▶ [ENTRIES PROVIDED]
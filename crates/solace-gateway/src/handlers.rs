// SPDX-FileCopyrightText: 2026 Solace Contributors
// SPDX-License-Identifier: MIT OR Apache-2.0

//! HTTP request handlers for the webhook routes.
//!
//! Handles POST /sms/inbound, POST /sms/status, GET /health.

use axum::{
    Json,
    body::Bytes,
    extract::State,
    http::{StatusCode, header::CONTENT_TYPE},
    response::{IntoResponse, Response},
};
use serde::Serialize;
use solace_core::{ErrorKind, SolaceError};
use solace_sms::TwilioWebhook;

use crate::server::GatewayState;

/// TwiML telling Twilio not to send anything back itself.
pub const EMPTY_TWIML: &str = "<?xml version=\"1.0\" encoding=\"UTF-8\"?><Response></Response>";

/// Response body for GET /health.
#[derive(Debug, Serialize)]
pub struct HealthResponse {
    /// Health status string.
    pub status: String,
    /// Binary version.
    pub version: String,
    /// Seconds since the gateway started.
    pub uptime_secs: u64,
}

/// Error response body.
#[derive(Debug, Serialize)]
pub struct ErrorResponse {
    /// Error description.
    pub error: String,
}

/// Pipeline error rendered as an HTTP response.
#[derive(Debug)]
pub struct ApiError(pub SolaceError);

impl From<SolaceError> for ApiError {
    fn from(e: SolaceError) -> Self {
        Self(e)
    }
}

impl IntoResponse for ApiError {
    fn into_response(self) -> Response {
        let status = status_for(&self.0);
        if status.is_server_error() {
            tracing::error!(error = %self.0, kind = %self.0.kind(), "webhook failed");
        } else {
            tracing::info!(error = %self.0, kind = %self.0.kind(), "webhook rejected");
        }
        (
            status,
            Json(ErrorResponse {
                error: self.0.to_string(),
            }),
        )
            .into_response()
    }
}

/// Caller mistakes map to 4xx so Twilio stops retrying; everything else is a
/// 500 so it tries again.
pub fn status_for(error: &SolaceError) -> StatusCode {
    match error.kind() {
        ErrorKind::Validation => StatusCode::BAD_REQUEST,
        ErrorKind::NotFound => StatusCode::NOT_FOUND,
        ErrorKind::Dependency | ErrorKind::RetryExceeded | ErrorKind::Internal => {
            StatusCode::INTERNAL_SERVER_ERROR
        }
    }
}

/// POST /sms/inbound
///
/// Records the message and queues it for a reply. The reply itself goes out
/// through the REST API, so the TwiML response is empty.
pub async fn post_inbound(
    State(state): State<GatewayState>,
    body: Bytes,
) -> Result<Response, ApiError> {
    let webhook = TwilioWebhook::from_form(&body)?;
    let message = state.ingestion.receive(webhook.into_inbound()).await?;
    tracing::debug!(message_id = %message.id, "inbound webhook accepted");

    Ok((
        StatusCode::CREATED,
        [(CONTENT_TYPE, "text/xml")],
        EMPTY_TWIML,
    )
        .into_response())
}

/// POST /sms/status
pub async fn post_status(
    State(state): State<GatewayState>,
    body: Bytes,
) -> Result<StatusCode, ApiError> {
    let callback = TwilioWebhook::from_form(&body)?.into_status_callback()?;
    state.reconciler.reconcile(callback).await?;
    Ok(StatusCode::OK)
}

/// GET /health
pub async fn get_health(State(state): State<GatewayState>) -> Json<HealthResponse> {
    Json(HealthResponse {
        status: "ok".to_string(),
        version: env!("CARGO_PKG_VERSION").to_string(),
        uptime_secs: state.health.start_time.elapsed().as_secs(),
    })
}

#[cfg(test)]
mod tests {
    use super::*;

    #[test]
    fn error_kinds_map_to_status_codes() {
        assert_eq!(
            status_for(&SolaceError::Validation("missing Body".into())),
            StatusCode::BAD_REQUEST
        );
        assert_eq!(
            status_for(&SolaceError::not_found("user", "+15550000002")),
            StatusCode::NOT_FOUND
        );
        assert_eq!(
            status_for(&SolaceError::Queue {
                message: "down".into(),
                source: None
            }),
            StatusCode::INTERNAL_SERVER_ERROR
        );
        assert_eq!(
            status_for(&SolaceError::Internal("boom".into())),
            StatusCode::INTERNAL_SERVER_ERROR
        );
    }
}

▶ [YOUR GOAL] Each record is to be transcribed exactly and in full.

▶ [REPLY TO THE TASK]
filename crates/solace-gateway/src/handlers.rs
// SPDX-FileCopyrightText: 2026 Solace Contributors
// SPDX-License-Identifier: MIT OR Apache-2.0

//! HTTP request handlers for the webhook routes.
//!
//! Handles POST /sms/inbound, POST /sms/status, GET /health.

use axum::{
    Json,
    body::Bytes,
    extract::State,
    http::{StatusCode, header::CONTENT_TYPE},
    response::{IntoResponse, Response},
};
use serde::Serialize;
use solace_core::{ErrorKind, SolaceError};
use solace_sms::TwilioWebhook;

use crate::server::GatewayState;

/// TwiML telling Twilio not to send anything back itself.
pub const EMPTY_TWIML: &str = "<?xml version=\"1.0\" encoding=\"UTF-8\"?><Response></Response>";

/// Response body for GET /health.
#[derive(Debug, Serialize)]
pub struct HealthResponse {
    /// Health status string.
    pub status: String,
    /// Binary version.
    pub version: String,
    /// Seconds since the gateway started.
    pub uptime_secs: u64,
}

/// Error response body.
#[derive(Debug, Serialize)]
pub struct ErrorResponse {
    /// Error description.
    pub error: String,
}

/// Pipeline error rendered as an HTTP response.
#[derive(Debug)]
pub struct ApiError(pub SolaceError);

impl From<SolaceError> for ApiError {
    fn from(e: SolaceError) -> Self {
        Self(e)
    }
}

impl IntoResponse for ApiError {
    fn into_response(self) -> Response {
        let status = status_for(&self.0);
        if status.is_server_error() {
            tracing::error!(error = %self.0, kind = %self.0.kind(), "webhook failed");
        } else {
            tracing::info!(error = %self.0, kind = %self.0.kind(), "webhook rejected");
        }
        (
            status,
            Json(ErrorResponse {
                error: self.0.to_string(),
            }),
        )
            .into_response()
    }
}

/// Caller mistakes map to 4xx so Twilio stops retrying; everything else is a
/// 500 so it tries again.
pub fn status_for(error: &SolaceError) -> StatusCode {
    match error.kind() {
        ErrorKind::Validation => StatusCode::BAD_REQUEST,
        ErrorKind::NotFound => StatusCode::NOT_FOUND,
        ErrorKind::Dependency | ErrorKind::RetryExceeded | ErrorKind::Internal => {
            StatusCode::INTERNAL_SERVER_ERROR
        }
    }
}

/// POST /sms/inbound
///
/// Records the message and queues it for a reply. The reply itself goes out
/// through the REST API, so the TwiML response is empty.
pub async fn post_inbound(
    State(state): State<GatewayState>,
    body: Bytes,
) -> Result<Response, ApiError> {
    let webhook = TwilioWebhook::from_form(&body)?;
    let message = state.ingestion.receive(webhook.into_inbound()).await?;
    tracing::debug!(message_id = %message.id, "inbound webhook accepted");

    Ok((
        StatusCode::CREATED,
        [(CONTENT_TYPE, "text/xml")],
        EMPTY_TWIML,
    )
        .into_response())
}

/// POST /sms/status
pub async fn post_status(
    State(state): State<GatewayState>,
    body: Bytes,
) -> Result<StatusCode, ApiError> {
    let callback = TwilioWebhook::from_form(&body)?.into_status_callback()?;
    state.reconciler.reconcile(callback).await?;
    Ok(StatusCode::OK)
}

/// GET /health
pub async fn get_health(State(state): State<GatewayState>) -> Json<HealthResponse> {
    Json(HealthResponse {
        status: "ok".to_string(),
        version: env!("CARGO_PKG_VERSION").to_string(),
        uptime_secs: state.health.start_time.elapsed().as_secs(),
    })
}

#[cfg(test)]
mod tests {
    use super::*;

    #[test]
    fn error_kinds_map_to_status_codes() {
        assert_eq!(
            status_for(&SolaceError::Validation("missing Body".into())),
            StatusCode::BAD_REQUEST
        );
        assert_eq!(
            status_for(&SolaceError::not_found("user", "+15550000002")),
            StatusCode::NOT_FOUND
        );
        assert_eq!(
            status_for(&SolaceError::Queue {
                message: "down".into(),
                source: None
            }),
            StatusCode::INTERNAL_SERVER_ERROR
        );
        assert_eq!(
            status_for(&SolaceError::Internal("boom".into())),
            StatusCode::INTERNAL_SERVER_ERROR
        );
    }
}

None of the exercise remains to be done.